Distinguished Professor Darrell Velegol | Research
Fabrication of colloidal devices, nanocolloidal forces and dispersion, nanoscale charge nonuniformity on particles
Colloidal devices, which are smaller than 10 micrometers in size, have great possibilities in drug delivery, energy collection, micro-robotics, and environmental remediation. We work to fabricate devices for these apaplications from the "bottom-up", meaning that we make "smart parts" that "know" how to piece themselves together. Surface forces control the assembly processes, and so in addition to the engineering applications, we study colloidal forces at a fundamental level.
We combine experiments (e.g., video microscopy, Nanofabrication, synthesis, laser trapping), numerics (e.g., Brownian dynamics simulations, eigenmode problems), and theory (e.g., hydrodynamics, elasticity, quantum physics) to reveal how bulk behavior can be controlled using molecular techniques.

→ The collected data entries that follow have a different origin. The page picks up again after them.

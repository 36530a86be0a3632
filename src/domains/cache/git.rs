//! Version-control engine abstraction.
//!
//! The cache manager only needs three capabilities from git: a shallow clone,
//! a pull, and a validity check. They sit behind a trait so tests can script
//! outcomes without a network or a git binary. The production implementation
//! shells out to the `git` executable; each invocation runs to completion, no
//! internal timeout is enforced.

use std::path::Path;
use std::process::Command;
use tracing::{debug, warn};

/// Result of a single git operation: `Ok` or the engine's error message.
pub type GitResult = Result<(), String>;

/// The operations the cache manager consumes from a version-control engine.
pub trait GitEngine: Send + Sync {
    /// Clone `url` into `dest` with depth 1 on a single branch. Full history
    /// is never needed for read-only navigation.
    fn clone_shallow(&self, url: &str, dest: &Path) -> GitResult;

    /// Fast-forward an existing clone at `dest` from its remote.
    fn pull(&self, dest: &Path) -> GitResult;

    /// Whether `path` holds a recognizable repository.
    fn is_valid_repo(&self, path: &Path) -> bool;
}

/// Engine backed by the system `git` binary.
pub struct SystemGit;

impl SystemGit {
    fn run(mut cmd: Command, what: &str) -> GitResult {
        debug!("Running git: {:?}", cmd);
        let output = cmd
            .output()
            .map_err(|e| format!("failed to spawn git for {}: {}", what, e))?;

        if output.status.success() {
            Ok(())
        } else {
            let stderr = String::from_utf8_lossy(&output.stderr);
            let detail = stderr.trim();
            warn!("git {} failed: {}", what, detail);
            Err(format!("git {} failed: {}", what, detail))
        }
    }
}

impl GitEngine for SystemGit {
    fn clone_shallow(&self, url: &str, dest: &Path) -> GitResult {
        let mut cmd = Command::new("git");
        cmd.arg("clone")
            .arg("--depth")
            .arg("1")
            .arg("--single-branch")
            .arg(url)
            .arg(dest);
        Self::run(cmd, "clone")
    }

    fn pull(&self, dest: &Path) -> GitResult {
        let mut cmd = Command::new("git");
        cmd.arg("-C").arg(dest).arg("pull").arg("--ff-only");
        Self::run(cmd, "pull")
    }

    fn is_valid_repo(&self, path: &Path) -> bool {
        // A `.git` entry (directory, or file for worktrees) is the marker.
        // A subprocess probe per lookup would be needless cost on a path hit
        // by every read operation.
        path.is_dir() && path.join(".git").exists()
    }
}

#[cfg(test)]
mod tests {
    use super::*;
    use std::fs;
    use tempfile::TempDir;

    #[test]
    fn test_is_valid_repo_requires_git_marker() {
        let dir = TempDir::new().unwrap();
        let engine = SystemGit;
        assert!(!engine.is_valid_repo(dir.path()));

        fs::create_dir(dir.path().join(".git")).unwrap();
        assert!(engine.is_valid_repo(dir.path()));
    }

    #[test]
    fn test_is_valid_repo_missing_dir() {
        let engine = SystemGit;
        assert!(!engine.is_valid_repo(Path::new("/nonexistent/path/12345")));
    }
}
//! Dex — the static Korean → English name dictionary.
//!
//! The on-disk format is the `pokemon-name-map.json` shape: a single JSON
//! object whose keys are canonical Korean names and whose values are English
//! names. Key order is preserved and becomes the order of search results.
//! A repeated key keeps its first position and its last value, the same as
//! assigning into a JS object.

use std::collections::HashMap;
use std::path::Path;

use indexmap::IndexMap;

use crate::error::DexError;
use crate::types::NameEntry;

const EMBEDDED_DEX: &str = include_str!("../data/pokemon-name-map.json");

#[derive(Debug, Clone, Default)]
pub struct Dex {
    entries: Vec<NameEntry>,
    by_korean: HashMap<String, usize>,
    by_english: HashMap<String, usize>,
}

impl Dex {
    /// The dictionary compiled into the binary.
    ///
    /// # Panics
    ///
    /// Panics if the embedded JSON is malformed, which the unit tests rule out.
    pub fn embedded() -> Self {
        Self::from_json_str(EMBEDDED_DEX).expect("embedded dictionary must be valid JSON")
    }

    /// Parse a dictionary from a JSON object string.
    pub fn from_json_str(src: &str) -> Result<Self, DexError> {
        let raw: IndexMap<String, String> = serde_json::from_str(src)?;
        Ok(Self::from_pairs(raw))
    }

    /// Read and parse a dictionary file.
    pub fn load(path: &Path) -> Result<Self, DexError> {
        let src = std::fs::read_to_string(path).map_err(|source| DexError::Io {
            path: path.to_path_buf(),
            source,
        })?;
        let dex = Self::from_json_str(&src)?;
        tracing::info!(path = %path.display(), entries = dex.len(), "dictionary loaded");
        Ok(dex)
    }

    /// Build from `(korean, english)` pairs in order. Later duplicates
    /// overwrite the English name of the earlier record in place.
    pub fn from_pairs<I, K, E>(pairs: I) -> Self
    where
        I: IntoIterator<Item = (K, E)>,
        K: Into<String>,
        E: Into<String>,
    {
        let mut dex = Self::default();
        for (korean, english) in pairs {
            dex.insert(NameEntry::new(korean, english));
        }
        dex
    }

    fn insert(&mut self, entry: NameEntry) {
        if let Some(&idx) = self.by_korean.get(&entry.korean) {
            let old_key = self.entries[idx].english_key();
            if self.by_english.get(old_key) == Some(&idx) {
                self.by_english.remove(old_key);
            }
            self.by_english
                .entry(entry.english_key().to_string())
                .or_insert(idx);
            self.entries[idx] = entry;
            return;
        }
        let idx = self.entries.len();
        self.by_korean.insert(entry.korean.clone(), idx);
        self.by_english
            .entry(entry.english_key().to_string())
            .or_insert(idx);
        self.entries.push(entry);
    }

    pub fn len(&self) -> usize {
        self.entries.len()
    }

    pub fn is_empty(&self) -> bool {
        self.entries.is_empty()
    }

    pub fn iter(&self) -> std::slice::Iter<'_, NameEntry> {
        self.entries.iter()
    }

    /// Look up a record by its canonical Korean name.
    pub fn get(&self, korean: &str) -> Option<&NameEntry> {
        self.by_korean.get(korean).map(|&idx| &self.entries[idx])
    }

    pub fn english_of(&self, korean: &str) -> Option<&str> {
        self.get(korean).map(|e| e.english.as_str())
    }

    /// Reverse lookup, case-insensitive on the English name.
    pub fn korean_of(&self, english: &str) -> Option<&str> {
        self.by_english
            .get(&english.to_lowercase())
            .map(|&idx| self.entries[idx].korean.as_str())
    }
}

impl<'a> IntoIterator for &'a Dex {
    type Item = &'a NameEntry;
    type IntoIter = std::slice::Iter<'a, NameEntry>;

    fn into_iter(self) -> Self::IntoIter {
        self.iter()
    }
}

// ---------------------------------------------------------------------------
// Tests
// ---------------------------------------------------------------------------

By placing site-specific chemistry on individual colloidal particles using our "particle lithography" method, we are working toward building colloidal machines and devices and patterned particles. Applications include drug delivery, energy, colloidal motors, and environmental.
Nanoscale charge nonuniformity on individual particles
We have developed the technique of "rotational electrophoresis" to measure particle charge nonuniformity for the first time, showing that particles that have long been thought to be uniformly-charged, are in fact not. This has huge ramifications for colloidal forces stability.
Colloidal and nanocolloidal forces and dispersion
We have developed the "coupled dipole method" to calculate van der Waals forces between nanocolloids, to improve upon the Lifshitz theory (which is not applicable for nanocolloids, for several reasons). Then we use our technique of "differential electrophoresis" to measure interparticle forces, for particles as small as 85 nm. The vision is to design nanocolloids that remain stable without dispersants.